use crate::config::BacktestConfiguration;
use crate::data::{FactorTable, Panel, PricePanel, SignalMask};
use crate::engine::execution::{CostModel, Trade};
use crate::error::{BacktestError, Result};
use crate::factors::{compute_momentum, compute_volatility};
use crate::metrics::{benchmark_nav, calculate_equity_curve, EquityPoint, NavSeries, SummaryMetrics};
use crate::portfolio::{compute_positions, Account, WeightTable};
use crate::strategy::{generate_signals, rebalance_days};
use tracing::{debug, info, warn};

//day-by-day output of the portfolio simulator
#[derive(Debug, Clone, PartialEq)]
pub struct Simulation {
    pub nav: NavSeries,
    //shares held per instrument at each day's close
    pub holdings: Panel<f64>,
    pub cash: Vec<f64>,
    //transaction costs charged per day (zero off rebalance days)
    pub costs: Vec<f64>,
    pub trades: Vec<Trade>,
}

impl Simulation {
    pub fn total_costs(&self) -> f64 {
        self.costs.iter().sum()
    }
}

//walks the calendar from an all-cash book, trading to the target weights on
//every flagged rebalance day and marking holdings to market otherwise
pub fn backtest_from_weights(
    weights: &WeightTable,
    prices: &PricePanel,
    initial_capital: f64,
    fee_rate: f64,
    slippage_rate: f64,
) -> Result<Simulation> {
    prices.ensure_same_axes(weights.weights(), "weight table")?;
    if !(initial_capital.is_finite() && initial_capital > 0.0) {
        return Err(BacktestError::InvalidConfig(format!(
            "initial capital must be positive (got {})",
            initial_capital
        )));
    }
    if !(fee_rate >= 0.0 && slippage_rate >= 0.0) {
        return Err(BacktestError::InvalidConfig(
            "fee and slippage rates must be non-negative".to_string(),
        ));
    }

    let mut account = Account::new(
        initial_capital,
        prices.width(),
        CostModel::new(fee_rate, slippage_rate),
    );

    let mut nav = Vec::with_capacity(prices.len());
    let mut holdings = Vec::with_capacity(prices.len());
    let mut cash = Vec::with_capacity(prices.len());
    let mut costs = Vec::with_capacity(prices.len());

    for t in 0..prices.len() {
        let date = prices.dates()[t];
        let price_row = prices.row(t);
        let mut day_cost = 0.0;

        if weights.is_rebalance_day(t) {
            let fill = account.rebalance(date, prices.symbols(), price_row, weights.row(t));
            day_cost = fill.costs;

            if fill.wiped_out {
                warn!(%date, costs = fill.costs, "transaction costs exceeded portfolio value");
            }
            debug!(
                %date,
                traded = fill.traded_notional,
                costs = fill.costs,
                "rebalanced"
            );
        }

        //forward-fill if a value is ever undefined, initial capital at the start
        let value = account.equity(price_row);
        let value = if value.is_finite() {
            value
        } else {
            warn!(%date, "undefined portfolio value, carrying previous");
            nav.last().copied().unwrap_or(initial_capital)
        };

        nav.push(value);
        holdings.push(account.shares.clone());
        cash.push(account.cash);
        costs.push(day_cost);
    }

    info!(
        days = nav.len(),
        trades = account.trade_log.len(),
        total_costs = account.total_costs,
        final_nav = nav.last().copied().unwrap_or(initial_capital),
        "simulation complete"
    );

    Ok(Simulation {
        nav: NavSeries::new(prices.dates().to_vec(), nav),
        holdings: prices.with_rows(holdings)?,
        cash,
        costs,
        trades: account.trade_log,
    })
}

//result of a full pipeline run, keeping every intermediate table
#[derive(Debug, Clone)]
pub struct BacktestResult {
    pub momentum: FactorTable,
    pub volatility: FactorTable,
    pub signals: SignalMask,
    pub weights: WeightTable,
    pub simulation: Simulation,
    pub equity_curve: Vec<EquityPoint>,
    pub summary: SummaryMetrics,
    pub benchmark: NavSeries,
    pub benchmark_summary: SummaryMetrics,
}

//runs the momentum rotation pipeline over a price panel
pub struct BacktestEngine {
    config: BacktestConfiguration,
    prices: PricePanel,
}

impl BacktestEngine {
    //creates a new backtest engine
    pub fn new(config: BacktestConfiguration, prices: PricePanel) -> Self {
        BacktestEngine { config, prices }
    }

    //factors -> signals -> weights -> simulation -> metrics
    pub fn run(&self) -> Result<BacktestResult> {
        let config = &self.config;
        config.validate()?;
        let rule = config.rebalance_rule()?;
        let prices = &self.prices;

        if prices.is_empty() {
            return Err(BacktestError::InvalidConfig(
                "price panel has no trading days".to_string(),
            ));
        }

        let momentum = compute_momentum(prices, config.momentum_window);
        let volatility =
            compute_volatility(prices, config.vol_window, config.trading_days_per_year);

        let rebalance_dates = rebalance_days(&momentum, rule);
        info!(
            %rule,
            rebalance_dates = rebalance_dates.len(),
            window = config.momentum_window,
            top_k = config.top_k,
            "generating signals"
        );
        let signals = generate_signals(prices, &momentum, config.top_k, rule)?;

        let weights = compute_positions(&signals, prices, &config.allocation, config.vol_window)?;

        let simulation = backtest_from_weights(
            &weights,
            prices,
            config.initial_capital,
            config.fee_rate,
            config.slippage_rate,
        )?;

        let equity_curve = calculate_equity_curve(&simulation.nav);
        let rebalances = weights.rebalance_flags().iter().filter(|&&r| r).count();
        let summary = SummaryMetrics::from_nav(
            &simulation.nav,
            config.trading_days_per_year,
            config.risk_free_rate,
        )
        .with_activity(rebalances, simulation.total_costs());

        let benchmark = benchmark_nav(prices, config.initial_capital);
        let benchmark_summary = SummaryMetrics::from_nav(
            &benchmark,
            config.trading_days_per_year,
            config.risk_free_rate,
        );

        Ok(BacktestResult {
            momentum,
            volatility,
            signals,
            weights,
            simulation,
            equity_curve,
            summary,
            benchmark,
            benchmark_summary,
        })
    }
}

//runs the full pipeline once
pub fn run_backtest(prices: &PricePanel, config: &BacktestConfiguration) -> Result<BacktestResult> {
    BacktestEngine::new(config.clone(), prices.clone()).run()
}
★ ★ ★
Work task: Examine the listing and count its lines containing the word "SummaryMetrics". State the count alone.

Your response: 5